What You Can Identify at Home

Parents can recognize croup with reasonable confidence before ever reaching a doctor’s office. The combination of a cold that turns into a seal-bark cough, a hoarse voice, and noisy breathing, particularly if your child is between 6 months and 3 years old and it’s fall or early winter, points strongly toward croup.

What you’re watching for at home is whether symptoms stay mild or escalate. Mild croup means the barking cough comes in bouts but your child breathes comfortably between them, eats and drinks normally, and remains alert and playful. Signs that the episode is becoming more serious include stridor that continues even when your child is calm and resting, visible pulling of the skin around the ribs or neck with each breath, difficulty drinking fluids, and unusual drowsiness or agitation that doesn’t settle. Any bluish color around the lips or fingertips warrants an immediate trip to the emergency room.
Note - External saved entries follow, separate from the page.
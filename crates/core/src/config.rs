//! Static game configuration and its startup validation
//!
//! Everything here is read once when a session is built. A malformed
//! configuration is rejected up front with a [`ConfigError`], so the per-frame
//! code never has to defend against short kick tables or missing shapes.

use arrayvec::ArrayVec;
use serde::{Deserialize, Serialize};
use thiserror::Error;

use crate::grid::Bounds;
use crate::types::{
    Offsets, PieceKind, Pos, BOARD_HEIGHT, BOARD_WIDTH, LOCK_DELAY_MS, STEP_INTERVAL_MS,
};

/// Required number of wall-kick rows: one per (rotation index, direction) pair
pub const KICK_ROWS: usize = 8;

/// Upper bound on candidate translations per kick row
pub const MAX_KICKS: usize = 8;

/// Candidate translations tried in order after a rotation
pub type KickRow = ArrayVec<Pos, MAX_KICKS>;

/// How a shape's offsets are rotated
#[derive(Debug, Clone, Copy, PartialEq, Eq, Hash, Serialize, Deserialize)]
#[serde(rename_all = "snake_case")]
pub enum PivotMode {
    /// Rotate about the corner between cells: shift by (-0.5, -0.5), rotate, round up
    HalfCell,
    /// Rotate about the cell at offset (0, 0)
    Integer,
}

/// Startup-time configuration failures
#[derive(Debug, Error)]
pub enum ConfigError {
    #[error("board must be at least 1x1, got {width}x{height}")]
    EmptyBoard { width: u16, height: u16 },

    #[error("no shape configured for {0:?}")]
    MissingShape(PieceKind),

    #[error("shape {0:?} is configured more than once")]
    DuplicateShape(PieceKind),

    #[error("wall-kick table for {kind:?} has {rows} rows, expected {expected}")]
    KickRowCount {
        kind: PieceKind,
        rows: usize,
        expected: usize,
    },

    #[error("wall-kick row {row} for {kind:?} has no candidates")]
    EmptyKickRow { kind: PieceKind, row: usize },

    #[error("{kind:?} does not fit inside the board at spawn anchor ({}, {})", .anchor.x, .anchor.y)]
    SpawnOutOfBounds { kind: PieceKind, anchor: Pos },

    #[error("{0} must be greater than zero")]
    ZeroInterval(&'static str),

    #[error("invalid configuration json: {0}")]
    Json(#[from] serde_json::Error),
}

/// Board dimensions
#[derive(Debug, Clone, Copy, PartialEq, Eq, Serialize, Deserialize)]
pub struct BoardConfig {
    pub width: u16,
    pub height: u16,
}

impl Default for BoardConfig {
    fn default() -> Self {
        Self {
            width: BOARD_WIDTH,
            height: BOARD_HEIGHT,
        }
    }
}

/// Static per-kind shape data
#[derive(Debug, Clone, PartialEq, Eq, Serialize, Deserialize)]
pub struct ShapeConfig {
    pub kind: PieceKind,
    /// Rotation-0 cell offsets
    pub cells: Offsets,
    pub pivot: PivotMode,
    /// Indexed by `rotation * 2`, minus one for counter-clockwise turns
    pub kicks: Vec<KickRow>,
}

/// Complete static configuration of a session
#[derive(Debug, Clone, PartialEq, Eq, Serialize, Deserialize)]
#[serde(default)]
pub struct GameConfig {
    pub board: BoardConfig,
    /// Anchor every new piece spawns at
    pub spawn: Pos,
    pub step_interval_ms: u32,
    pub lock_delay_ms: u32,
    pub shapes: Vec<ShapeConfig>,
}

impl Default for GameConfig {
    fn default() -> Self {
        Self {
            board: BoardConfig::default(),
            spawn: Pos::new(-1, 8),
            step_interval_ms: STEP_INTERVAL_MS,
            lock_delay_ms: LOCK_DELAY_MS,
            shapes: standard_shapes(),
        }
    }
}

impl GameConfig {
    /// Parse a JSON document and validate it
    ///
    /// Missing top-level fields fall back to the defaults, so a file that only
    /// overrides `board` still gets the standard shape set.
    pub fn from_json_str(json: &str) -> Result<Self, ConfigError> {
        let config: GameConfig = serde_json::from_str(json)?;
        config.validate()?;
        Ok(config)
    }

    pub fn to_json_string(&self) -> Result<String, ConfigError> {
        Ok(serde_json::to_string_pretty(self)?)
    }

    pub fn bounds(&self) -> Bounds {
        Bounds::from_size(self.board.width, self.board.height)
    }

    /// Look up the shape configured for `kind`
    pub fn shape(&self, kind: PieceKind) -> Option<&ShapeConfig> {
        self.shapes.iter().find(|shape| shape.kind == kind)
    }

    /// Check every startup invariant
    pub fn validate(&self) -> Result<(), ConfigError> {
        let BoardConfig { width, height } = self.board;
        if width == 0 || height == 0 {
            return Err(ConfigError::EmptyBoard { width, height });
        }
        if self.step_interval_ms == 0 {
            return Err(ConfigError::ZeroInterval("step_interval_ms"));
        }
        if self.lock_delay_ms == 0 {
            return Err(ConfigError::ZeroInterval("lock_delay_ms"));
        }

        let mut seen = [false; 7];
        for shape in &self.shapes {
            let slot = &mut seen[shape.kind.index()];
            if *slot {
                return Err(ConfigError::DuplicateShape(shape.kind));
            }
            *slot = true;

            if shape.kicks.len() != KICK_ROWS {
                return Err(ConfigError::KickRowCount {
                    kind: shape.kind,
                    rows: shape.kicks.len(),
                    expected: KICK_ROWS,
                });
            }
            if let Some(row) = shape.kicks.iter().position(|row| row.is_empty()) {
                return Err(ConfigError::EmptyKickRow {
                    kind: shape.kind,
                    row,
                });
            }

            let bounds = self.bounds();
            if !shape
                .cells
                .iter()
                .all(|&cell| bounds.contains(cell + self.spawn))
            {
                return Err(ConfigError::SpawnOutOfBounds {
                    kind: shape.kind,
                    anchor: self.spawn,
                });
            }
        }

        if let Some(kind) = PieceKind::ALL.into_iter().find(|kind| !seen[kind.index()]) {
            return Err(ConfigError::MissingShape(kind));
        }

        Ok(())
    }
}

/// Build a kick row from literal pairs
fn kick_row(pairs: [(i32, i32); 5]) -> KickRow {
    pairs.into_iter().map(Pos::from).collect()
}

/// I piece kick table
fn i_kicks() -> Vec<KickRow> {
    vec![
        kick_row([(0, 0), (-2, 0), (1, 0), (-2, -1), (1, 2)]),
        kick_row([(0, 0), (2, 0), (-1, 0), (2, 1), (-1, -2)]),
        kick_row([(0, 0), (-1, 0), (2, 0), (-1, 2), (2, -1)]),
        kick_row([(0, 0), (1, 0), (-2, 0), (1, -2), (-2, 1)]),
        kick_row([(0, 0), (2, 0), (-1, 0), (2, 1), (-1, -2)]),
        kick_row([(0, 0), (-2, 0), (1, 0), (-2, -1), (1, 2)]),
        kick_row([(0, 0), (1, 0), (-2, 0), (1, -2), (-2, 1)]),
        kick_row([(0, 0), (-1, 0), (2, 0), (-1, 2), (2, -1)]),
    ]
}

/// Kick table shared by J, L, O, S, T and Z
fn jlostz_kicks() -> Vec<KickRow> {
    vec![
        kick_row([(0, 0), (-1, 0), (-1, 1), (0, -2), (-1, -2)]),
        kick_row([(0, 0), (1, 0), (1, -1), (0, 2), (1, 2)]),
        kick_row([(0, 0), (1, 0), (1, -1), (0, 2), (1, 2)]),
        kick_row([(0, 0), (-1, 0), (-1, 1), (0, -2), (-1, -2)]),
        kick_row([(0, 0), (1, 0), (1, 1), (0, -2), (1, -2)]),
        kick_row([(0, 0), (-1, 0), (-1, -1), (0, 2), (-1, 2)]),
        kick_row([(0, 0), (-1, 0), (-1, -1), (0, 2), (-1, 2)]),
        kick_row([(0, 0), (1, 0), (1, 1), (0, -2), (1, -2)]),
    ]
}

fn offsets(pairs: [(i32, i32); 4]) -> Offsets {
    pairs.map(Pos::from)
}

/// The standard seven shapes with their rotation-0 layouts
pub fn standard_shapes() -> Vec<ShapeConfig> {
    PieceKind::ALL
        .into_iter()
        .map(|kind| {
            let (cells, pivot, kicks) = match kind {
                PieceKind::I => (
                    offsets([(-1, 1), (0, 1), (1, 1), (2, 1)]),
                    PivotMode::HalfCell,
                    i_kicks(),
                ),
                PieceKind::O => (
                    offsets([(0, 1), (1, 1), (0, 0), (1, 0)]),
                    PivotMode::HalfCell,
                    jlostz_kicks(),
                ),
                PieceKind::T => (
                    offsets([(0, 1), (-1, 0), (0, 0), (1, 0)]),
                    PivotMode::Integer,
                    jlostz_kicks(),
                ),
                PieceKind::S => (
                    offsets([(0, 1), (1, 1), (-1, 0), (0, 0)]),
                    PivotMode::Integer,
                    jlostz_kicks(),
                ),
                PieceKind::Z => (
                    offsets([(-1, 1), (0, 1), (0, 0), (1, 0)]),
                    PivotMode::Integer,
                    jlostz_kicks(),
                ),
                PieceKind::J => (
                    offsets([(-1, 1), (-1, 0), (0, 0), (1, 0)]),
                    PivotMode::Integer,
                    jlostz_kicks(),
                ),
                PieceKind::L => (
                    offsets([(1, 1), (-1, 0), (0, 0), (1, 0)]),
                    PivotMode::Integer,
                    jlostz_kicks(),
                ),
            };
            ShapeConfig {
                kind,
                cells,
                pivot,
                kicks,
            }
        })
        .collect()
}

#[cfg(test)]
mod tests {
    use super::*;

    #[test]
    fn default_config_is_valid() {
        GameConfig::default().validate().unwrap();
    }

    #[test]
    fn standard_shapes_cover_every_kind_once() {
        let shapes = standard_shapes();
        assert_eq!(shapes.len(), 7);
        for kind in PieceKind::ALL {
            assert_eq!(shapes.iter().filter(|s| s.kind == kind).count(), 1);
        }
    }

    #[test]
    fn only_bar_and_square_use_half_cell_pivot() {
        for shape in standard_shapes() {
            let expected = matches!(shape.kind, PieceKind::I | PieceKind::O);
            assert_eq!(shape.pivot == PivotMode::HalfCell, expected, "{:?}", shape.kind);
        }
    }

    #[test]
    fn short_kick_table_is_rejected() {
        let mut config = GameConfig::default();
        config.shapes[2].kicks.truncate(6);
        let err = config.validate().unwrap_err();
        assert!(matches!(
            err,
            ConfigError::KickRowCount {
                kind: PieceKind::T,
                rows: 6,
                expected: KICK_ROWS
            }
        ));
    }

    #[test]
    fn missing_and_duplicate_shapes_are_rejected() {
        let mut config = GameConfig::default();
        config.shapes.retain(|s| s.kind != PieceKind::Z);
        assert!(matches!(
            config.validate(),
            Err(ConfigError::MissingShape(PieceKind::Z))
        ));

        let mut config = GameConfig::default();
        let dup = config.shapes[0].clone();
        config.shapes.push(dup);
        assert!(matches!(
            config.validate(),
            Err(ConfigError::DuplicateShape(PieceKind::I))
        ));
    }

    #[test]
    fn spawn_outside_board_is_rejected() {
        let config = GameConfig {
            spawn: Pos::new(0, 9),
            ..GameConfig::default()
        };
        assert!(matches!(
            config.validate(),
            Err(ConfigError::SpawnOutOfBounds { .. })
        ));
    }

    #[test]
    fn zero_intervals_are_rejected() {
        let config = GameConfig {
            lock_delay_ms: 0,
            ..GameConfig::default()
        };
        assert!(matches!(
            config.validate(),
            Err(ConfigError::ZeroInterval("lock_delay_ms"))
        ));
    }

    #[test]
    fn json_overrides_merge_with_defaults() {
        let config =
            GameConfig::from_json_str(r#"{ "board": { "width": 12, "height": 24 } }"#).unwrap();
        assert_eq!(config.board.width, 12);
        assert_eq!(config.board.height, 24);
        assert_eq!(config.shapes, standard_shapes());
        assert_eq!(config.lock_delay_ms, LOCK_DELAY_MS);
    }

    #[test]
    fn json_round_trip_keeps_kick_rows() {
        let config = GameConfig::default();
        let json = config.to_json_string().unwrap();
        let parsed = GameConfig::from_json_str(&json).unwrap();
        assert_eq!(parsed, config);
    }

    #[test]
    fn malformed_json_is_a_config_error() {
        assert!(matches!(
            GameConfig::from_json_str("{ not json"),
            Err(ConfigError::Json(_))
        ));
    }
}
Cool night air or steam from a hot shower are traditional home remedies parents try while deciding whether to seek care. Neither has strong evidence behind it, but many parents report that stepping outside into cool air for a few minutes seems to ease the cough temporarily. If that provides relief and your child settles back to sleep breathing comfortably, you’re likely dealing with a mild episode that can wait for a doctor’s visit in the morning.